Swimmingly

May 3, 2010 at 11:35 AM (after chemo, Family, Happy, Mood, Zen) (, , , , , , )

I’m not sure what it is about swimming that appeals to me. Probably not the part where you have to wear a bathing suit, although it’s hard to get a decent tan fully clothed. (That’s a whole ‘nother post, that one.) And it’s probably not the part where you get all wet and your hair goes nuts and your makeup washes off. (Gee, now I sound like a high-maintenance princess.)

I was on the swim team for years. Not fast, usually last. Practice went on forEVer, and you can imagine how appealing that was to the Class Couch Potato. I still wonder whether the only reason I did it was to keep my family from pestering me about never getting any exercise.

But I love to swim. In a lake, in a pool, in a river, in the ocean. The best part is swimming underwater as far as I can, trying to make it to the other end of the pool in one breath. Something about the isolation, the peace of the water bubbling past my ears, the dolphinity of the whole experience really zens me out. The blue of the pool, or the dark coolness of open water.

And then there’s snorkeling. Last week, after absent-mindedly skirting around the reefed edges of the cove beach where we were staying, Mr. Wonderful and I rented sea kayaks (!) and took the boys for an adventure to a small cay about a mile off the shore.
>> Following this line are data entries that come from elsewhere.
#[cfg(target_arch = "wasm32")]
mod wasm_game {
    use std::cell::{Cell, RefCell};
    use std::collections::HashMap;
    use std::rc::Rc;

    use glam::Vec2;
    use wasm_bindgen::prelude::*;
    use web_sys::{
        CanvasRenderingContext2d, HtmlCanvasElement, HtmlElement, HtmlImageElement,
        KeyboardEvent, TouchEvent,
    };

    use sky_strike::SimError;
    use sky_strike::consts::{
        ARENA_MAX_HEIGHT, ARENA_WIDTH, GAME_OVER_ELEMENT_IDS, PLAY_AGAIN_ELEMENT_ID,
        PORTRAIT_WARNING_ELEMENT_ID, SCORE_ELEMENT_ID,
    };
    use sky_strike::input::{InputMode, Joystick, KeyboardInput, TickInput, TouchInput};
    use sky_strike::render::{self, ImageId, Scene};
    use sky_strike::sim::{Arena, Session};
    use sky_strike::tuning::Tuning;

    const JOYSTICK_RADIUS: f32 = 50.0;

    /// Game instance holding all state
    struct Game {
        session: Session,
        keyboard: KeyboardInput,
        touch: TouchInput,
        ctx: CanvasRenderingContext2d,
        images: HashMap<ImageId, HtmlImageElement>,
        last_time: f64,
        // Last values pushed to the DOM
        shown_score: Option<u64>,
        shown_over: bool,
    }

    impl Game {
        fn sample_input(&self) -> TickInput {
            match self.session.input_mode() {
                InputMode::Digital => TickInput::sample(&self.keyboard, InputMode::Digital),
                InputMode::Analog => TickInput::sample(&self.touch, InputMode::Analog),
            }
        }

        /// Step and paint one frame. An error here is fatal for the loop.
        fn frame(&mut self, time: f64) -> Result<(), SimError> {
            let dt = if self.last_time > 0.0 {
                ((time - self.last_time) / 1000.0) as f32
            } else {
                0.0
            };
            self.last_time = time;

            if self.session.is_idle() {
                return Ok(());
            }

            let input = self.sample_input();
            self.session.step(&input, dt);
            self.draw(&self.session.scene())?;
            self.update_hud();
            Ok(())
        }

        fn draw(&self, scene: &Scene) -> Result<(), SimError> {
            let terrain = render::resolve(&self.images, scene.background)?;
            if let Ok(Some(pattern)) = self
                .ctx
                .create_pattern_with_html_image_element(terrain, "repeat")
            {
                self.ctx.set_fill_style_canvas_pattern(&pattern);
            }
            self.ctx.fill_rect(
                0.0,
                0.0,
                scene.arena_size.x as f64,
                scene.arena_size.y as f64,
            );

            for cmd in &scene.commands {
                let image = render::resolve(&self.images, cmd.image)?;
                let src = cmd.src;
                let _ = self
                    .ctx
                    .draw_image_with_html_image_element_and_sw_and_sh_and_dx_and_dy_and_dw_and_dh(
                        image,
                        src.x as f64,
                        src.y as f64,
                        src.w as f64,
                        src.h as f64,
                        cmd.pos.x.round() as f64,
                        cmd.pos.y.round() as f64,
                        src.w as f64,
                        src.h as f64,
                    );
            }
            Ok(())
        }

        /// Update score text and game-over overlay in the DOM
        fn update_hud(&mut self) {
            let Some(document) = web_sys::window().and_then(|w| w.document()) else {
                return;
            };

            let score = self.session.score();
            if self.shown_score != Some(score) {
                if let Some(el) = document.get_element_by_id(SCORE_ELEMENT_ID) {
                    el.set_text_content(Some(&score.to_string()));
                }
                self.shown_score = Some(score);
            }

            let over = self.session.is_over();
            if over != self.shown_over {
                let display = if over { "block" } else { "none" };
                for id in GAME_OVER_ELEMENT_IDS {
                    set_display(&document, id, display);
                }
                self.shown_over = over;
            }
        }

        /// Restart from the play-again button
        fn restart(&mut self) {
            let seed = js_sys::Date::now() as u64;
            self.session.restart(seed);
            self.keyboard.clear();
            self.touch.clear();
            log::info!("Game restarted with seed: {}", self.session.seed());
        }
    }

    fn set_display(document: &web_sys::Document, id: &str, display: &str) {
        if let Some(el) = document
            .get_element_by_id(id)
            .and_then(|el| el.dyn_into::<HtmlElement>().ok())
        {
            let _ = el.style().set_property("display", display);
        }
    }

    fn is_portrait(window: &web_sys::Window) -> bool {
        let w = window.inner_width().ok().and_then(|v| v.as_f64()).unwrap_or(0.0);
        let h = window.inner_height().ok().and_then(|v| v.as_f64()).unwrap_or(0.0);
        h > w
    }

    pub fn run() {
        console_error_panic_hook::set_once();
        console_log::init_with_level(log::Level::Info).expect("Failed to init logger");

        log::info!("Sky Strike starting...");

        let window = web_sys::window().expect("no window");
        let document = window.document().expect("no document");

        let canvas: HtmlCanvasElement = document
            .create_element("canvas")
            .expect("create canvas")
            .dyn_into()
            .expect("not a canvas");
        let viewport_h = window
            .inner_height()
            .ok()
            .and_then(|v| v.as_f64())
            .unwrap_or(ARENA_MAX_HEIGHT as f64) as f32;
        let arena = Arena::for_viewport(viewport_h);
        canvas.set_width(ARENA_WIDTH as u32);
        canvas.set_height(arena.height as u32);
        document
            .body()
            .expect("no body")
            .append_child(&canvas)
            .expect("append canvas");

        let ctx: CanvasRenderingContext2d = canvas
            .get_context("2d")
            .expect("get_context failed")
            .expect("no 2d context")
            .dyn_into()
            .expect("not a 2d context");

        // Touch devices steer with the joystick; everything else with keys
        let has_touch = js_sys::Reflect::has(&window, &JsValue::from_str("ontouchstart"))
            .unwrap_or(false);
        let input_mode = if has_touch {
            InputMode::Analog
        } else {
            InputMode::Digital
        };

        let seed = js_sys::Date::now() as u64;
        let session = match Session::new(arena, Tuning::default(), input_mode, seed) {
            Ok(session) => session,
            Err(err) => {
                log::error!("Failed to start session: {}", err);
                return;
            }
        };

        let joystick_center = Vec2::new(
            JOYSTICK_RADIUS + 20.0,
            viewport_h - JOYSTICK_RADIUS - 20.0,
        );

        // Load every image before the first frame
        let pending = Rc::new(Cell::new(ImageId::ALL.len()));
        let mut images = HashMap::new();
        let game: Rc<RefCell<Option<Game>>> = Rc::new(RefCell::new(None));

        for id in ImageId::ALL {
            let img = HtmlImageElement::new().expect("create image");
            let pending = pending.clone();
            let game = game.clone();
            let onload = Closure::<dyn FnMut()>::new(move || {
                pending.set(pending.get() - 1);
                if pending.get() == 0 {
                    log::info!("Assets loaded");
                    start(game.clone());
                }
            });
            img.set_onload(Some(onload.as_ref().unchecked_ref()));
            onload.forget();
            img.set_src(id.path());
            images.insert(id, img);
        }

        *game.borrow_mut() = Some(Game {
            session,
            keyboard: KeyboardInput::new(),
            touch: TouchInput::new(Joystick::new(joystick_center, JOYSTICK_RADIUS)),
            ctx,
            images,
            last_time: 0.0,
            shown_score: None,
            shown_over: false,
        });

        setup_keyboard(game.clone());
        setup_touch(&canvas, game.clone());
        setup_restart_button(game.clone());
        setup_orientation(game);
    }

    fn start(game: Rc<RefCell<Option<Game>>>) {
        {
            let mut slot = game.borrow_mut();
            let Some(g) = slot.as_mut() else {
                return;
            };
            if let Some(window) = web_sys::window() {
                if is_portrait(&window) {
                    g.session.suspend();
                    set_display_by_id(PORTRAIT_WARNING_ELEMENT_ID, "block");
                }
            }
        }
        request_animation_frame(game);
        log::info!("Sky Strike running!");
    }

    fn set_display_by_id(id: &str, display: &str) {
        if let Some(document) = web_sys::window().and_then(|w| w.document()) {
            set_display(&document, id, display);
        }
    }

    fn request_animation_frame(game: Rc<RefCell<Option<Game>>>) {
        let window = web_sys::window().unwrap();
        let closure = Closure::once(move |time: f64| {
            game_loop(game, time);
        });
        let _ = window.request_animation_frame(closure.as_ref().unchecked_ref());
        closure.forget();
    }

    fn game_loop(game: Rc<RefCell<Option<Game>>>, time: f64) {
        {
            let mut slot = game.borrow_mut();
            let Some(g) = slot.as_mut() else {
                return;
            };
            if let Err(err) = g.frame(time) {
                log::error!("Frame failed, stopping loop: {}", err);
                return;
            }
        }

        request_animation_frame(game);
    }

    fn setup_keyboard(game: Rc<RefCell<Option<Game>>>) {
        let window = web_sys::window().unwrap();

        for (event, pressed) in [("keydown", true), ("keyup", false)] {
            let game = game.clone();
            let closure = Closure::<dyn FnMut(_)>::new(move |event: KeyboardEvent| {
                if let Some(g) = game.borrow_mut().as_mut() {
                    if g.keyboard.set_key(&event.key(), pressed) {
                        event.prevent_default();
                    }
                }
            });
            let _ = window.add_event_listener_with_callback(event, closure.as_ref().unchecked_ref());
            closure.forget();
        }

        // Key-up events never arrive once focus is gone
        let closure = Closure::<dyn FnMut(_)>::new(move |_event: web_sys::FocusEvent| {
            if let Some(g) = game.borrow_mut().as_mut() {
                g.keyboard.clear();
            }
        });
        let _ = window.add_event_listener_with_callback("blur", closure.as_ref().unchecked_ref());
        closure.forget();
    }

    fn setup_touch(canvas: &HtmlCanvasElement, game: Rc<RefCell<Option<Game>>>) {
        let target = web_sys::window()
            .and_then(|w| w.document())
            .and_then(|d| d.body())
            .map(|b| b.unchecked_into::<web_sys::EventTarget>())
            .unwrap_or_else(|| canvas.clone().unchecked_into());

        // Fingers are tracked by identifier: left half steers, right half fires
        for event in ["touchstart", "touchmove", "touchend", "touchcancel"] {
            let game = game.clone();
            let closure = Closure::<dyn FnMut(_)>::new(move |ev: TouchEvent| {
                ev.prevent_default();
                let width = web_sys::window()
                    .and_then(|w| w.inner_width().ok())
                    .and_then(|v| v.as_f64())
                    .unwrap_or(0.0) as f32;
                let mut slot = game.borrow_mut();
                let Some(g) = slot.as_mut() else {
                    return;
                };
                let touches = ev.changed_touches();
                for i in 0..touches.length() {
                    let Some(touch) = touches.get(i) else {
                        continue;
                    };
                    let id = touch.identifier();
                    let pos = Vec2::new(touch.client_x() as f32, touch.client_y() as f32);
                    match event {
                        "touchstart" => g.touch.touch_start(id, pos, width),
                        "touchmove" => g.touch.touch_move(id, pos),
                        _ => g.touch.touch_end(id),
                    }
                }
            });
            let _ = target.add_event_listener_with_callback(event, closure.as_ref().unchecked_ref());
            closure.forget();
        }
    }

    fn setup_restart_button(game: Rc<RefCell<Option<Game>>>) {
        let window = web_sys::window().unwrap();
        let document = window.document().unwrap();

        if let Some(btn) = document.get_element_by_id(PLAY_AGAIN_ELEMENT_ID) {
            let closure = Closure::<dyn FnMut(_)>::new(move |_event: web_sys::MouseEvent| {
                if let Some(g) = game.borrow_mut().as_mut() {
                    g.restart();
                }
            });
            let _ = btn.add_event_listener_with_callback("click", closure.as_ref().unchecked_ref());
            closure.forget();
        }
    }

    /// Portrait orientation suspends the session; turning back starts over
    fn setup_orientation(game: Rc<RefCell<Option<Game>>>) {
        let window = web_sys::window().unwrap();
        let closure = Closure::<dyn FnMut(_)>::new(move |_event: web_sys::Event| {
            let Some(window) = web_sys::window() else {
                return;
            };
            let portrait = is_portrait(&window);
            let mut slot = game.borrow_mut();
            let Some(g) = slot.as_mut() else {
                return;
            };
            if portrait && !g.session.is_idle() {
                g.session.suspend();
                set_display_by_id(PORTRAIT_WARNING_ELEMENT_ID, "block");
            } else if !portrait && g.session.is_idle() {
                g.session.resume();
                g.last_time = 0.0;
                set_display_by_id(PORTRAIT_WARNING_ELEMENT_ID, "none");
            }
        });
        let _ = window.add_event_listener_with_callback("resize", closure.as_ref().unchecked_ref());
        closure.forget();
    }
}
When we had beached the boats, the boys and I explored the beach and the Custom House ruins, while Mr. Wonderful explored the apron of coral that wrapped around the south side of the cay. After half an hour in the water, he came ashore, handed me the fins and mask and said, “You won’t believe this backyard treasure.”

Compared to the anemic reef left on the mainland, this was like comparing the zoo to the African veldt. Huge schools of fish, forests of healthy coral, herds of black sea urchins gathered under overhangs. Riotously colored parrotfish crackling nibbles of algae and making sand of old reef. Angelfish the size of manhole covers. And all the while, the gentle sway of the waves and the quiet of my breath in my ears. I was overcome with the simplicity and peace of the scene, the utter irrelevance of humans to the intricate relationships playing out below me.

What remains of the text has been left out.